**Source records**
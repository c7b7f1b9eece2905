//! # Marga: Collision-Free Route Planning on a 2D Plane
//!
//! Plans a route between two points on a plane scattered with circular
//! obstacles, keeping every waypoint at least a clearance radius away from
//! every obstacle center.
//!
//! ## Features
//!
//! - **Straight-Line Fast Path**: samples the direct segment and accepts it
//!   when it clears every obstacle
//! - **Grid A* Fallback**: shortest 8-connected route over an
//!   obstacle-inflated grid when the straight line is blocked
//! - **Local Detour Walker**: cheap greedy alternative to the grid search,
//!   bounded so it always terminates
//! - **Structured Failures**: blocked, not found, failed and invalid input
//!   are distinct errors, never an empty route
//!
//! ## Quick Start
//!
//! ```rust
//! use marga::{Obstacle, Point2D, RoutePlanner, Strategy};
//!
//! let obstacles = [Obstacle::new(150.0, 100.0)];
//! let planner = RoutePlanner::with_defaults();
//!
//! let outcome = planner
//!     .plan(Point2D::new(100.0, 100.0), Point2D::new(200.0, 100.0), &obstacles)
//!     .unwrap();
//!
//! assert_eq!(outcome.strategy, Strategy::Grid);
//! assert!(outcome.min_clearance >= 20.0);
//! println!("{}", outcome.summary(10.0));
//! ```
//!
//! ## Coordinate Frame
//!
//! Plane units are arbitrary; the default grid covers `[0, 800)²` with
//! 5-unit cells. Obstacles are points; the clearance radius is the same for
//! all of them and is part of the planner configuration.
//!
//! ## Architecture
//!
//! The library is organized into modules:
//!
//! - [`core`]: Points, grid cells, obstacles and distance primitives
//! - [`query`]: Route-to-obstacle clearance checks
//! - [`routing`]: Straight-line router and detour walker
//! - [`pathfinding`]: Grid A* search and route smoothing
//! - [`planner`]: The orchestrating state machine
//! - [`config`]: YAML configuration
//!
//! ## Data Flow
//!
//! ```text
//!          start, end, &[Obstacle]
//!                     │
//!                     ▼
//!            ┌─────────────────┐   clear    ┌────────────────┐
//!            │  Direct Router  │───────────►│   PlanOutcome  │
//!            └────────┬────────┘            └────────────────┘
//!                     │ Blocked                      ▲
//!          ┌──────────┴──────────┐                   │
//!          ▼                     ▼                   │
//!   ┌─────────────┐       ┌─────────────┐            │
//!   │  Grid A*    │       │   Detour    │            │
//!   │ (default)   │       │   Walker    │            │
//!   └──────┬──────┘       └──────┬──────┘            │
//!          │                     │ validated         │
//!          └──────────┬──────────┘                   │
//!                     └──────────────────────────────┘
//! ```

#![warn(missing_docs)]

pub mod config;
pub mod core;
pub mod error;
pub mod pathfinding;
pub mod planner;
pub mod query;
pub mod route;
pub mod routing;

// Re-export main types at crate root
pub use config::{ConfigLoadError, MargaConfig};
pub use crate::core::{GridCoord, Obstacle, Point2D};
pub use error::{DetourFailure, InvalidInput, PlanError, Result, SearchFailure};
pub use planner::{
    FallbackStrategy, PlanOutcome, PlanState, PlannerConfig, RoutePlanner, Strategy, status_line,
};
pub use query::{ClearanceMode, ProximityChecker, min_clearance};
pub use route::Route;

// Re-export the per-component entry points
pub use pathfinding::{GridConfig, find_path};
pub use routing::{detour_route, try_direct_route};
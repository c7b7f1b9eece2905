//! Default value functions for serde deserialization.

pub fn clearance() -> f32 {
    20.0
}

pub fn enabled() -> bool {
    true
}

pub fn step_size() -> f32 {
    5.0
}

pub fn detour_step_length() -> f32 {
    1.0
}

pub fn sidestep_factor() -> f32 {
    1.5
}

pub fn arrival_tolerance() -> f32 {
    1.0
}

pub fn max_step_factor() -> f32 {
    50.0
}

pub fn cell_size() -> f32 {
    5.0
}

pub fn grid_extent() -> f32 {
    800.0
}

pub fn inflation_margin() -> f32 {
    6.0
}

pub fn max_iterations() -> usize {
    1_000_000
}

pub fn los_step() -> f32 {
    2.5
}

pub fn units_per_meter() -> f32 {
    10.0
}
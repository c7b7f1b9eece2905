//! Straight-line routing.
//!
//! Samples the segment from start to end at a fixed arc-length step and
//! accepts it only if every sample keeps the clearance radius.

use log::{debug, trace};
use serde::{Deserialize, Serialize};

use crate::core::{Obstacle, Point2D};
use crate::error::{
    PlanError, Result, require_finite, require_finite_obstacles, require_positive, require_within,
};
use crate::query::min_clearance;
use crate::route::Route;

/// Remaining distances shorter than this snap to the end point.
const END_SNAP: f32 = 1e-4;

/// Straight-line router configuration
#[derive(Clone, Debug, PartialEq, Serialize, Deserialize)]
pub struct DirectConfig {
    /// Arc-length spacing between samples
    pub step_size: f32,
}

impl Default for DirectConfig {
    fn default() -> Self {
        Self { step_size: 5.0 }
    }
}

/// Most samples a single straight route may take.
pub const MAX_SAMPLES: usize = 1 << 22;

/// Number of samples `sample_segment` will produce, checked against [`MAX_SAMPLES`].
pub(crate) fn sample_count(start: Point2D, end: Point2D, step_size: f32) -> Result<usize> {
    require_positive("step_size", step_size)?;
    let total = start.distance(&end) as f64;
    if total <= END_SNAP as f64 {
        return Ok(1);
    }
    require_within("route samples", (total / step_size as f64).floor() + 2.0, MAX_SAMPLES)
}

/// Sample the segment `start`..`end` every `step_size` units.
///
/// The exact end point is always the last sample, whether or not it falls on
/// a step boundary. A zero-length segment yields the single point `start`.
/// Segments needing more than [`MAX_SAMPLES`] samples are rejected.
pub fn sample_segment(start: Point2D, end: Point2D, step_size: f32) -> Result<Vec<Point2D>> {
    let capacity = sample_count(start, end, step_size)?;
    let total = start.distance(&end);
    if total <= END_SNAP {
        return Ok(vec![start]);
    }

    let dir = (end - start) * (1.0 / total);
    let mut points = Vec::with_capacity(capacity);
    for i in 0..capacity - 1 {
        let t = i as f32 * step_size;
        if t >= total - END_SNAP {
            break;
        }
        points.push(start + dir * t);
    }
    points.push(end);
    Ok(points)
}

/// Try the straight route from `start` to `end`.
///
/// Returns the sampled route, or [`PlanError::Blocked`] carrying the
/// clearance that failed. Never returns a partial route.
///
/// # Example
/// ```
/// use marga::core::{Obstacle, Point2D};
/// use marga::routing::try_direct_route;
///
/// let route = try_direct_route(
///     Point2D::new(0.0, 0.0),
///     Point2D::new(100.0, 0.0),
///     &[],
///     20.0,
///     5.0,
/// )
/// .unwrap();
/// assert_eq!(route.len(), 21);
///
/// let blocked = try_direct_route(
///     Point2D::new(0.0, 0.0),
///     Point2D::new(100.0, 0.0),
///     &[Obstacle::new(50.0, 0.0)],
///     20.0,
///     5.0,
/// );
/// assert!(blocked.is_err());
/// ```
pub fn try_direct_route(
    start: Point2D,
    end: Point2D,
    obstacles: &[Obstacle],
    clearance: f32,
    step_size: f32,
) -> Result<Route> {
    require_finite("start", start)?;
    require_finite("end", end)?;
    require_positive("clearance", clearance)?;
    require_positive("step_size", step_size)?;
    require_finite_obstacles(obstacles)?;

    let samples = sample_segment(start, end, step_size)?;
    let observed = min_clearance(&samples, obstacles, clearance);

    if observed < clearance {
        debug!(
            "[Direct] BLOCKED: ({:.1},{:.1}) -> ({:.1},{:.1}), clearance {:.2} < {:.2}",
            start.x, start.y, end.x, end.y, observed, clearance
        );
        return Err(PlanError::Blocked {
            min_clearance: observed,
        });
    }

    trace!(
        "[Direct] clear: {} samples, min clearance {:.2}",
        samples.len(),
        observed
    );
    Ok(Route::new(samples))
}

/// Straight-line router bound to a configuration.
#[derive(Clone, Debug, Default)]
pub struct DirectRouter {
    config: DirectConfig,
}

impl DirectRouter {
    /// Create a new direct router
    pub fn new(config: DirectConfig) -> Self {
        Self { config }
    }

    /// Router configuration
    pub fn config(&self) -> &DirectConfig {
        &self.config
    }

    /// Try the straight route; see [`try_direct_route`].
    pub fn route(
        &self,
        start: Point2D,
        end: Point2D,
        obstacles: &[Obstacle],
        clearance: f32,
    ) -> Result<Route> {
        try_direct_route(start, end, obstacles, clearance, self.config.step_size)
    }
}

==

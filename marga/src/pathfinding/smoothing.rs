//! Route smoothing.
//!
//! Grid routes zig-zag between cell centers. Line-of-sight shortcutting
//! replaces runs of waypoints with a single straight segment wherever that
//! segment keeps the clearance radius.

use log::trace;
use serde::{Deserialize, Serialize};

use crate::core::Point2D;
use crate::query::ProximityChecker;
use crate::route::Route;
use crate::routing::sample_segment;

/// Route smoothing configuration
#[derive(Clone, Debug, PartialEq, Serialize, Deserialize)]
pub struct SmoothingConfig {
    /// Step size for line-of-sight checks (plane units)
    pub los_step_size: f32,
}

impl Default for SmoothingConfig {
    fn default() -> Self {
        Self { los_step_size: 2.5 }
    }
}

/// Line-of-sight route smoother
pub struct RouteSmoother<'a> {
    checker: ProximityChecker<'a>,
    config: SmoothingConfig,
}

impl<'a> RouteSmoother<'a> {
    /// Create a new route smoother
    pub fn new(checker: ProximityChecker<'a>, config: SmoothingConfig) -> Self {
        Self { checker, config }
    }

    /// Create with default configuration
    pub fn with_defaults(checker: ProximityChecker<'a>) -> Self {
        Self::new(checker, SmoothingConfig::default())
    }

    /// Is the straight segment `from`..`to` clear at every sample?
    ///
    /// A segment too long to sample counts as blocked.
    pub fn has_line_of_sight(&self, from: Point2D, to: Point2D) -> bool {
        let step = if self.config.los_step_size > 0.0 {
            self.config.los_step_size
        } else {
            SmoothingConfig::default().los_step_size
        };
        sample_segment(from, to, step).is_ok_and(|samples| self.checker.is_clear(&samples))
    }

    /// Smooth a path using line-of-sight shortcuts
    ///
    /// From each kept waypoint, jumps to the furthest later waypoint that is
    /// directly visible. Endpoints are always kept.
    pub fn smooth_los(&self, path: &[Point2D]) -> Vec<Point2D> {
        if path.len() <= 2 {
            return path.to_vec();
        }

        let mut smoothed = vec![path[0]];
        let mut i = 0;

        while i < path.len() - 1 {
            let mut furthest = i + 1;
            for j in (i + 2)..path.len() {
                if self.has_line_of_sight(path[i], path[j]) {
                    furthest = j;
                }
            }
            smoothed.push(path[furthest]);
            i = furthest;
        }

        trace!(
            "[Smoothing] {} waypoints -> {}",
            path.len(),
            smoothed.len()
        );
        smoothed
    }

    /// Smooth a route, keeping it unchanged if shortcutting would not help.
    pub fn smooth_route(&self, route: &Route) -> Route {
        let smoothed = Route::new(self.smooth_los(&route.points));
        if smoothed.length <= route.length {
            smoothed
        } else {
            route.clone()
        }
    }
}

**Problem description**
State only how many lines above contain "RoutePlanner".

**Written solution**
3